Comment 18 Dexuan Cui 2018-07-12 16:00:38 UTC

(In reply to pete from comment #17)
I did both source code update and binary update, and can't repro the issue either way.

For binary update, I referred https://www.freebsd.org/doc/handbook/updating-upgrading-freebsdupdate.html:

freebsd-update -r 11.2-RELEASE upgradd
freebsd-update install
reboot
freebsd-update install

Comment 19 Pete French 2018-07-13 21:19:26 UTC

OK, I just did this and (to my surprise) I have a running machine, with accelerated networking, on 11.2. Will try building from source on this version, and then the version I got the panic on, to see if we can narrow it down a bit. Odd that when I upgraded from source it crashed, but hopefully we can narrow this down a bit now!

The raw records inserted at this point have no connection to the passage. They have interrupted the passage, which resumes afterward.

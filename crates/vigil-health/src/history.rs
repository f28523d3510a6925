//! Bounded per-component history and trend statistics.

use std::collections::VecDeque;

use chrono::{DateTime, Duration, Utc};

use crate::types::{ComponentHealth, HealthStatus, HealthTrend, TrendDirection};

/// A fixed-capacity ring of probe results, oldest first.
#[derive(Debug, Clone)]
pub struct HealthHistory {
    entries: VecDeque<ComponentHealth>,
    capacity: usize,
}

impl HealthHistory {
    /// Creates an empty history holding at most `capacity` entries.
    #[must_use]
    pub fn new(capacity: usize) -> Self {
        let capacity = capacity.max(1);
        Self {
            entries: VecDeque::with_capacity(capacity),
            capacity,
        }
    }

    /// Appends an entry, evicting the oldest when full.
    pub fn push(&mut self, entry: ComponentHealth) {
        if self.entries.len() == self.capacity {
            self.entries.pop_front();
        }
        self.entries.push_back(entry);
    }

    /// Number of stored entries.
    #[must_use]
    pub fn len(&self) -> usize {
        self.entries.len()
    }

    /// Returns true if nothing has been recorded.
    #[must_use]
    pub fn is_empty(&self) -> bool {
        self.entries.is_empty()
    }

    /// Iterates entries oldest first.
    pub fn iter(&self) -> impl Iterator<Item = &ComponentHealth> {
        self.entries.iter()
    }

    /// Computes trend statistics over entries checked within the last
    /// `hours` hours of `now`.
    ///
    /// Returns `None` when no entry falls inside the window. A window
    /// reaching past the representable date range covers every entry.
    #[must_use]
    pub fn trend(&self, name: &str, hours: u32, now: DateTime<Utc>) -> Option<HealthTrend> {
        let cutoff = Duration::try_hours(i64::from(hours)).and_then(|w| now.checked_sub_signed(w));
        let recent: Vec<&ComponentHealth> = self
            .entries
            .iter()
            .filter(|e| cutoff.is_none_or(|c| e.last_check >= c))
            .collect();

        let latest = recent.last()?;
        let n = recent.len() as f64;
        let healthy = recent
            .iter()
            .filter(|e| e.status == HealthStatus::Healthy)
            .count() as f64;
        let mean = |f: fn(&ComponentHealth) -> f64| recent.iter().map(|e| f(e)).sum::<f64>() / n;

        let trend = if latest.status == HealthStatus::Healthy {
            TrendDirection::Improving
        } else {
            TrendDirection::Degrading
        };

        Some(HealthTrend {
            component_name: name.to_string(),
            period_hours: hours,
            data_points: recent.len(),
            availability_percent: healthy / n * 100.0,
            avg_response_time_ms: mean(|e| e.response_time_ms),
            avg_success_rate: mean(|e| e.success_rate),
            avg_error_rate: mean(|e| e.error_rate),
            current_status: latest.status,
            trend,
        })
    }
}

Comment 20 Pete French 2018-07-14 20:53:29 UTC

(In reply to Dexuan Cui from comment #18)

It's ZFS.

I build a UFS machine the way you did, then binary upgrade to 11.2, then source upgrade to STABLE. All fine. Then I copied the data to another disc, formatted as a pool, so I have two identical drives, differing only in filesystem.

The UFS derive boots fine, the ZFS one panics when it loads the mlx4en driver as we have seen before. The filesystem is not corrupt, so theres some odd interaction somewhere. Kind of worrying!

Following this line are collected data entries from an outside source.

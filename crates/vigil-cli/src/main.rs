//! Vigil CLI binary entrypoint.

use std::io;
use std::process::ExitCode;

use clap::Parser;
use tracing_subscriber::EnvFilter;

use vigil_cli::cli::{Cli, Commands, LogFormat};
use vigil_cli::commands::{CheckCommand, RulesCommand, WatchCommand};
use vigil_cli::config::VigilConfig;
use vigil_cli::output::OutputFormat;

fn main() -> ExitCode {
    let cli = Cli::parse();
    init_tracing(cli.log_format);

    let runtime = match tokio::runtime::Runtime::new() {
        Ok(rt) => rt,
        Err(e) => {
            eprintln!("Failed to create async runtime: {e}");
            return ExitCode::FAILURE;
        }
    };

    match runtime.block_on(run(cli)) {
        Ok(()) => ExitCode::SUCCESS,
        Err(e) => {
            eprintln!("Error: {e}");
            ExitCode::FAILURE
        }
    }
}

fn init_tracing(format: LogFormat) {
    let filter = EnvFilter::try_from_default_env().unwrap_or_else(|_| EnvFilter::new("warn"));
    let builder = tracing_subscriber::fmt()
        .with_env_filter(filter)
        .with_writer(io::stderr);
    match format {
        LogFormat::Text => builder.init(),
        LogFormat::Json => builder.json().init(),
    }
}

async fn run(cli: Cli) -> Result<(), vigil_cli::CliError> {
    let format = OutputFormat::new(cli.format);
    let mut stdout = io::stdout().lock();

    match cli.command {
        Commands::Check(args) => {
            let config = VigilConfig::load_or_default(cli.config.as_deref())?;
            let cmd = CheckCommand::new(&config);
            cmd.execute(&mut stdout, &format, &args).await?;
        }
        Commands::Watch(args) => {
            let config = VigilConfig::load_or_default(cli.config.as_deref())?;
            let cmd = WatchCommand::new(&config);
            cmd.execute(&mut stdout, &format, &args).await?;
        }
        Commands::Rules => {
            RulesCommand::new().execute(&mut stdout, &format)?;
        }
    }

    Ok(())
}

#[cfg(test)]
mod tests {
    use super::*;
    use vigil_cli::cli::Format;

    #[test]
    fn cli_parses_check() {
        let cli = Cli::parse_from(["vigil", "check", "--strict"]);
        match cli.command {
            Commands::Check(args) => assert!(args.strict),
            _ => panic!("expected check command"),
        }
    }

    #[test]
    fn cli_parses_watch_duration() {
        let cli = Cli::parse_from(["vigil", "watch", "--duration", "3"]);
        match cli.command {
            Commands::Watch(args) => assert_eq!(args.duration, Some(3)),
            _ => panic!("expected watch command"),
        }
    }

    #[test]
    fn cli_respects_format_flag() {
        let cli = Cli::parse_from(["vigil", "--format", "json", "rules"]);
        assert_eq!(cli.format, Format::Json);
        assert!(matches!(cli.command, Commands::Rules));
    }

    #[test]
    fn cli_respects_config_flag() {
        let cli = Cli::parse_from(["vigil", "-c", "/etc/vigil.json", "check"]);
        assert_eq!(cli.config.as_deref(), Some(std::path::Path::new("/etc/vigil.json")));
    }

    #[tokio::test]
    async fn run_with_missing_config_fails() {
        let cli = Cli::parse_from(["vigil", "-c", "/nonexistent/vigil.json", "check"]);
        assert!(run(cli).await.is_err());
    }
}
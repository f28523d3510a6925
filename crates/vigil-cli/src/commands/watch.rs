//! Watch command implementation.
//!
//! Runs the health monitor and the alert manager's retention loop, and feeds
//! every published snapshot to the alert rules: once as system data and
//! once per component. Stops on Ctrl-C or after `--duration`.

use std::future::Future;
use std::io::Write;
use std::time::Duration;

use tracing::{info, warn};
use vigil_alerts::{Alert, AlertData, AlertManager};
use vigil_health::{HealthMonitor, SystemHealth};

use crate::cli::WatchArgs;
use crate::config::VigilConfig;
use crate::error::Result;
use crate::output::{OutputFormat, WatchEvent};

/// Watch command executor.
#[derive(Debug)]
pub struct WatchCommand<'a> {
    config: &'a VigilConfig,
}

impl<'a> WatchCommand<'a> {
    /// Create a new watch command.
    #[must_use]
    pub const fn new(config: &'a VigilConfig) -> Self {
        Self { config }
    }

    /// Execute the watch command.
    ///
    /// # Errors
    ///
    /// Returns an error if the monitor or alert manager cannot be built, or
    /// output fails.
    pub async fn execute<W: Write>(
        &self,
        writer: &mut W,
        format: &OutputFormat,
        args: &WatchArgs,
    ) -> Result<()> {
        let monitor = self.config.build_monitor()?;
        let alerts = self.config.build_alert_manager()?;

        let duration = args.duration;
        let shutdown = async move {
            match duration {
                Some(secs) => tokio::time::sleep(Duration::from_secs(secs)).await,
                None => {
                    if let Err(e) = tokio::signal::ctrl_c().await {
                        warn!(error = %e, "cannot listen for Ctrl-C, stopping");
                    }
                }
            }
        };

        Self::run(&monitor, &alerts, writer, format, shutdown).await
    }

    /// Drives both loops until `shutdown` completes, then stops them.
    ///
    /// # Errors
    ///
    /// Returns an error if output fails. Both loops are stopped either way.
    pub async fn run<W, S>(
        monitor: &HealthMonitor,
        alerts: &AlertManager,
        writer: &mut W,
        format: &OutputFormat,
        shutdown: S,
    ) -> Result<()>
    where
        W: Write,
        S: Future<Output = ()>,
    {
        let mut snapshots = monitor.subscribe();
        monitor.start_monitoring();
        alerts.start_monitoring();
        info!(
            components = monitor.component_count(),
            rules = alerts.rule_count(),
            channels = alerts.channel_count(),
            "watching"
        );

        tokio::pin!(shutdown);
        let result = loop {
            tokio::select! {
                () = &mut shutdown => break Ok(()),
                changed = snapshots.changed() => {
                    if changed.is_err() {
                        break Ok(());
                    }
                    let snapshot = snapshots.borrow_and_update().clone();
                    let raised = evaluate_snapshot(alerts, &snapshot).await;
                    if let Err(e) = report(writer, format, &snapshot, raised) {
                        break Err(e);
                    }
                }
            }
        };

        monitor.stop_monitoring().await;
        alerts.stop_monitoring().await;
        info!("watch stopped");
        result
    }
}

/// Evaluates the rules against a snapshot and each of its components.
///
/// Components are visited in name order.
pub async fn evaluate_snapshot(alerts: &AlertManager, snapshot: &SystemHealth) -> Vec<Alert> {
    let mut raised = alerts
        .evaluate_rules(&AlertData::System(snapshot.clone()))
        .await;

    let mut names: Vec<&String> = snapshot.components.keys().collect();
    names.sort();
    for name in names {
        let component = snapshot.components[name].clone();
        raised.extend(alerts.evaluate_rules(&AlertData::Component(component)).await);
    }
    raised
}

fn report<W: Write>(
    writer: &mut W,
    format: &OutputFormat,
    snapshot: &SystemHealth,
    raised: Vec<Alert>,
) -> Result<()> {
    format.write_line(writer, &WatchEvent::cycle(snapshot))?;
    for alert in raised {
        format.write_line(writer, &WatchEvent::Alert(alert))?;
    }
    Ok(())
}
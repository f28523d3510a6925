//! Error types for the vigil-health crate.

use thiserror::Error;

/// Errors surfaced by the health monitor.
///
/// Probe failures never appear here: a failing or hanging checker is folded
/// into an `unhealthy` [`ComponentHealth`](crate::ComponentHealth) instead.
/// These variants describe wiring mistakes made by the caller.
#[derive(Debug, Error)]
pub enum HealthError {
    /// A component with this name is already registered.
    #[error("component already registered: {name}")]
    DuplicateComponent {
        /// The duplicated component name.
        name: String,
    },

    /// No component with this name is registered.
    #[error("component not found: {name}")]
    ComponentNotFound {
        /// The component name that was not found.
        name: String,
    },

    /// The component name is empty or otherwise unusable.
    #[error("invalid component name: {reason}")]
    InvalidComponentName {
        /// Why the name was rejected.
        reason: String,
    },

    /// A configuration value is out of range.
    #[error("invalid configuration: {reason}")]
    InvalidConfig {
        /// Why the configuration was rejected.
        reason: String,
    },
}

/// Result type for health monitor operations.
pub type Result<T> = std::result::Result<T, HealthError>;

By the way, I do have real hardware, with real Mellanox cards, which boost fine from ZFS - but they are only ConnectX-2 cards.

Comment 21 Dexuan Cui 2018-07-15 02:45:02 UTC

(In reply to pete from comment #20)
I never used ZFS  -- I even don't know how to format a ZFS partition :-), but previously I did reproduce the panic when mlx VF driver loads: i.e. the panic in namei(), and now I can't reproduce it any more...

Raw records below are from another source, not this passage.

//! The built-in rule set.

use vigil_health::HealthStatus;

use crate::error::Result;
use crate::types::{AlertCondition, AlertRule, AlertSeverity};

/// Latency limit used by `component_high_latency`, in milliseconds.
pub const HIGH_LATENCY_MS: f64 = 5000.0;

/// Success rate floor used by `component_low_success_rate`, in percent.
pub const LOW_SUCCESS_RATE_PERCENT: f64 = 90.0;

/// Returns the built-in rules.
///
/// | name | severity | cooldown | cap/hour |
/// |------|----------|----------|----------|
/// | `system_unhealthy` | critical | 5 min | 10 |
/// | `system_degraded` | warning | 10 min | 6 |
/// | `component_unhealthy` | error | 5 min | 10 |
/// | `component_high_latency` | warning | 15 min | 4 |
/// | `component_low_success_rate` | warning | 10 min | 6 |
///
/// # Errors
///
/// Never fails in practice; the builders are validated like any other rule.
pub fn default_rules() -> Result<Vec<AlertRule>> {
    Ok(vec![
        AlertRule::builder(
            "system_unhealthy",
            AlertCondition::SystemStatus(HealthStatus::Unhealthy),
        )
        .severity(AlertSeverity::Critical)
        .message_template(
            "System is unhealthy: {unhealthy_count} of {total_count} components unhealthy ({health_percentage}% healthy)",
        )
        .cooldown_minutes(5)
        .max_alerts_per_hour(10)
        .build()?,
        AlertRule::builder(
            "system_degraded",
            AlertCondition::SystemStatus(HealthStatus::Degraded),
        )
        .severity(AlertSeverity::Warning)
        .message_template(
            "System is degraded: {degraded_count} of {total_count} components degraded",
        )
        .cooldown_minutes(10)
        .max_alerts_per_hour(6)
        .build()?,
        AlertRule::builder(
            "component_unhealthy",
            AlertCondition::ComponentStatus(HealthStatus::Unhealthy),
        )
        .severity(AlertSeverity::Error)
        .message_template("Component {component_name} is unhealthy: {error_message}")
        .cooldown_minutes(5)
        .max_alerts_per_hour(10)
        .build()?,
        AlertRule::builder(
            "component_high_latency",
            AlertCondition::ComponentLatencyAbove(HIGH_LATENCY_MS),
        )
        .severity(AlertSeverity::Warning)
        .message_template("Component {component_name} response time is {response_time_ms}ms")
        .cooldown_minutes(15)
        .max_alerts_per_hour(4)
        .build()?,
        AlertRule::builder(
            "component_low_success_rate",
            AlertCondition::ComponentSuccessRateBelow(LOW_SUCCESS_RATE_PERCENT),
        )
        .severity(AlertSeverity::Warning)
        .message_template("Component {component_name} success rate is {success_rate}%")
        .cooldown_minutes(10)
        .max_alerts_per_hour(6)
        .build()?,
    ])
}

BTW, can you reproduce the same panic with the latest 12-CURRENT + ZFS? I'm wondering if the issue also exists in 12-CURRENT.

I'll try to reproduce the issue with ZFS, as you did.

Comment 22 Pete French 2018-07-15 08:58:47 UTC

(In reply to Dexuan Cui from comment #21)

Its interesting that you got the panic on UFS previous - so did I, but I can't reproduce it anymore either. However it is there on ZFS.

ZFS is superb - you have missed out if you haven't used it - but this is not the place for ZFS advocacy :-) A quick guide would be to simply attach a drive and partition as you would for UFS, except using freebsd-zfs for the type of the main partition. Use /boot/gptzfsboot instead of /boot/gptboot in the boot partition though. Then make a pool, and I usually create a separate filesystem for booting, like this:

   zpool create tank da2p2
   zfs create tank/ROOT
   zfs create tank/ROOT/default

Copy the existing system to it using cpdup:

   cpdup -v -i0 / /tank/ROOT/default

Finally set that filesystem as the one to be posted on the pool:

   zpool set bootfs=tank/ROOT/default

And you are good to go... (typed from memory BTW! hopefully all correct...)

Am just doing a rebuild with current to see if that has the same issue. Will build and boot on UFS first, then copy to a ZFS filesystem using the above method for testing. I'll let you know how it goes.

Comment 23 Pete French 2018-07-15 19:16:28 UTC

(In reply to Dexuan Cui from comment #21)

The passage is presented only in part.